The moment after he had followed instructions the stranger gulped, gurgled, and gasped as the moonshine whisky burnt its way down his throat. The man-sized drink, taken on a totally empty stomach, almost nauseated him. Then it put new life in his veins and he tried to struggle to his feet.

Ruth Stiles was beside him in an instant and, with her father's help, assisted him to a chair at the table.

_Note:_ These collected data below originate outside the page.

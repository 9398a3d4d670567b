//! Command line for Vitrine.
//!
//! Loads [`VitrineConfig`], initialises logging, and dispatches the
//! `ingest`, `search`, `stats` and `config` commands against a snapshot
//! directory backed by the in-memory store.

pub mod app;
pub mod cli;
pub mod config;
pub mod config_handlers;

pub use app::{StoreStats, VitrineApp, init_logging};
pub use cli::{CliArgs, Command, ConfigAction, ConfigCommand};
pub use config::VitrineConfig;
//! Error types for Vitrine operations.
//!
//! This module provides a common `Error` type and `Result<T>` alias used
//! across all Vitrine crates. Uses `thiserror` for derive macros.
//!
//! Every variant maps onto one [`ErrorKind`], which is what callers at the
//! edge of the system (CLI, HTTP layer) switch on.

use std::path::{Path, PathBuf};

use thiserror::Error;

/// Errors that can occur in Vitrine operations.
#[derive(Error, Debug)]
pub enum Error {
    /// The caller supplied an empty or malformed request.
    #[error("Invalid input: {0}")]
    InvalidInput(String),

    /// Missing credentials, bad settings, or a provider contract violation.
    #[error("Configuration error: {0}")]
    Config(String),

    /// A store or embedding provider call failed.
    #[error("Upstream dependency '{service}' failed: {message}")]
    Upstream {
        /// Which dependency failed (e.g. "lexical store", "embedding provider").
        service: String,
        /// Failure detail.
        message: String,
    },

    /// The storage backend cannot upsert (no unique constraint on url).
    #[error("Upsert not supported: {0}")]
    UpsertUnsupported(String),

    /// I/O error, optionally tied to a path.
    #[error("I/O error{}: {source}", path_suffix(.path))]
    Io {
        /// Path involved in the failed operation, when known.
        path: Option<PathBuf>,
        /// Underlying error.
        #[source]
        source: std::io::Error,
    },

    /// Content not found.
    #[error("Not found: {0}")]
    NotFound(String),

    /// Invalid data or format.
    #[error("Invalid data: {0}")]
    InvalidData(String),

    /// Serialization error.
    #[error("Serialization error: {0}")]
    Serialization(String),
}

fn path_suffix(path: &Option<PathBuf>) -> String {
    path.as_ref()
        .map(|p| format!(" at {}", p.display()))
        .unwrap_or_default()
}

/// Coarse classification of an [`Error`].
#[derive(Debug, Clone, Copy, PartialEq, Eq, Hash)]
pub enum ErrorKind {
    /// Empty or malformed query.
    InvalidInput,
    /// Missing provider credentials or dimension mismatch.
    Configuration,
    /// Lexical store, vector store, or embedding provider failure.
    UpstreamDependency,
    /// Local storage failure (files, backend capabilities).
    Storage,
    /// Malformed data.
    InvalidData,
    /// Requested item does not exist.
    NotFound,
}

impl Error {
    /// Create an invalid input error.
    pub fn invalid_input(msg: impl Into<String>) -> Self {
        Self::InvalidInput(msg.into())
    }

    /// Create a configuration error.
    pub fn config(msg: impl Into<String>) -> Self {
        Self::Config(msg.into())
    }

    /// Create an upstream dependency error.
    pub fn upstream(service: impl Into<String>, msg: impl Into<String>) -> Self {
        Self::Upstream {
            service: service.into(),
            message: msg.into(),
        }
    }

    /// Create an upsert-unsupported error.
    pub fn upsert_unsupported(msg: impl Into<String>) -> Self {
        Self::UpsertUnsupported(msg.into())
    }

    /// Create a not found error.
    pub fn not_found(msg: impl Into<String>) -> Self {
        Self::NotFound(msg.into())
    }

    /// Create an invalid data error.
    pub fn invalid_data(msg: impl Into<String>) -> Self {
        Self::InvalidData(msg.into())
    }

    /// Wrap an I/O error with the path that caused it.
    pub fn io_with_path(source: std::io::Error, path: impl AsRef<Path>) -> Self {
        Self::Io {
            path: Some(path.as_ref().to_path_buf()),
            source,
        }
    }

    /// Classify this error.
    pub fn kind(&self) -> ErrorKind {
        match self {
            Self::InvalidInput(_) => ErrorKind::InvalidInput,
            Self::Config(_) => ErrorKind::Configuration,
            Self::Upstream { .. } => ErrorKind::UpstreamDependency,
            Self::UpsertUnsupported(_) | Self::Io { .. } => ErrorKind::Storage,
            Self::NotFound(_) => ErrorKind::NotFound,
            Self::InvalidData(_) | Self::Serialization(_) => ErrorKind::InvalidData,
        }
    }

    /// Re-label a dependency failure as [`Error::Upstream`] for `service`.
    ///
    /// Configuration and input errors pass through untouched so they keep
    /// their kind; everything else is attributed to the dependency.
    pub fn into_upstream(self, service: &str) -> Self {
        match self {
            Self::Config(_) | Self::InvalidInput(_) | Self::Upstream { .. } => self,
            other => Self::upstream(service, other.to_string()),
        }
    }
}

impl From<std::io::Error> for Error {
    fn from(source: std::io::Error) -> Self {
        Self::Io { path: None, source }
    }
}

impl From<serde_json::Error> for Error {
    fn from(err: serde_json::Error) -> Self {
        Self::Serialization(err.to_string())
    }
}

/// Result type alias using Vitrine's Error type.
pub type Result<T> = std::result::Result<T, Error>;

#[cfg(test)]
mod tests {
    use super::*;

    #[test]
    fn test_error_kinds() {
        assert_eq!(Error::invalid_input("x").kind(), ErrorKind::InvalidInput);
        assert_eq!(Error::config("x").kind(), ErrorKind::Configuration);
        assert_eq!(
            Error::upstream("vector store", "down").kind(),
            ErrorKind::UpstreamDependency
        );
        assert_eq!(Error::upsert_unsupported("x").kind(), ErrorKind::Storage);
        assert_eq!(Error::not_found("x").kind(), ErrorKind::NotFound);
        assert_eq!(Error::invalid_data("x").kind(), ErrorKind::InvalidData);
    }

    #[test]
    fn test_upstream_display_names_service() {
        let err = Error::upstream("lexical store", "connection refused");
        let msg = err.to_string();
        assert!(msg.contains("lexical store"));
        assert!(msg.contains("connection refused"));
    }

    #[test]
    fn test_into_upstream_wraps_storage_errors() {
        let err = Error::invalid_data("bad row").into_upstream("product store");
        assert_eq!(err.kind(), ErrorKind::UpstreamDependency);
        assert!(err.to_string().contains("product store"));
    }

    #[test]
    fn test_into_upstream_keeps_configuration() {
        let err = Error::config("dimension mismatch").into_upstream("embedding provider");
        assert_eq!(err.kind(), ErrorKind::Configuration);
    }

    #[test]
    fn test_io_with_path_display() {
        let io = std::io::Error::new(std::io::ErrorKind::NotFound, "gone");
        let err = Error::io_with_path(io, "/tmp/catalog.json");
        assert!(err.to_string().contains("/tmp/catalog.json"));
        assert_eq!(err.kind(), ErrorKind::Storage);
    }

    #[test]
    fn test_from_serde_json() {
        let parse: std::result::Result<serde_json::Value, _> = serde_json::from_str("{nope");
        let err: Error = parse.unwrap_err().into();
        assert_eq!(err.kind(), ErrorKind::InvalidData);
    }
}
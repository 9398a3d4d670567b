//! Catalog ingestion for Vitrine.
//!
//! Turns heterogeneous raw catalog records into canonical [`Product`]s,
//! derives the four embedding chunks and the lexical search booster, and
//! writes the result to storage.
//!
//! # Modules
//!
//! - [`normalizer`]: Field resolution over ordered fallback paths, price rules
//! - [`rules`]: Regex attribute rules and the inference fold
//! - [`chunks`]: Overview/features/variants/policy chunks and search booster
//! - [`ingest`]: Batch pipeline (normalize, dedup, upsert, embed)
//!
//! [`Product`]: vitrine_core::Product

pub mod chunks;
mod html;
pub mod ingest;
pub mod normalizer;
pub mod rules;

pub use chunks::{ChunkDraft, build_chunks, build_search_booster};
pub use ingest::{IngestReport, IngestionPipeline, PreparedProduct, read_raw_records};
pub use normalizer::{Normalizer, normalize_price, to_array};
pub use rules::{AttributeRule, Attributes, RuleSet, infer_attributes};
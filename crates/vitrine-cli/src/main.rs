use std::process::ExitCode;

use clap::Parser;
use vitrine_cli::{CliArgs, VitrineApp, init_logging};

#[tokio::main]
async fn main() -> ExitCode {
    let args = CliArgs::parse();
    init_logging(args.verbose, args.quiet);

    let result = match VitrineApp::from_args(&args) {
        Ok(app) => app.run(args).await,
        Err(e) => Err(e),
    };

    match result {
        Ok(()) => ExitCode::SUCCESS,
        Err(e) => {
            tracing::error!("{e}");
            eprintln!("error: {e}");
            ExitCode::FAILURE
        }
    }
}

"Stranger," said Stiles, stepping aside and eying the intruder critically, "I don't know who or what you are, but I do know that yo' look plumb tuckered out. Nobody's goin' hungry in my house, so fall to an' we'll discuss other matters later."

Whereupon he laid his rifle in its accustomed place, motioned to his wife and daughter to resume their places at the table, and dragged up another chair for himself.

Beyond a word or two of encouragement to eat all he wanted of the very plain fare, none of the trio addressed the newcomer during the remainder of the meal. All three of them had noted the almost-obliterated stripes that encircled his clothing and their significance was unmistakable. But Stiles himself was far from being convinced. He had heard too much of the tricks of government agents to be misled by what might prove, after all, only a clever disguise.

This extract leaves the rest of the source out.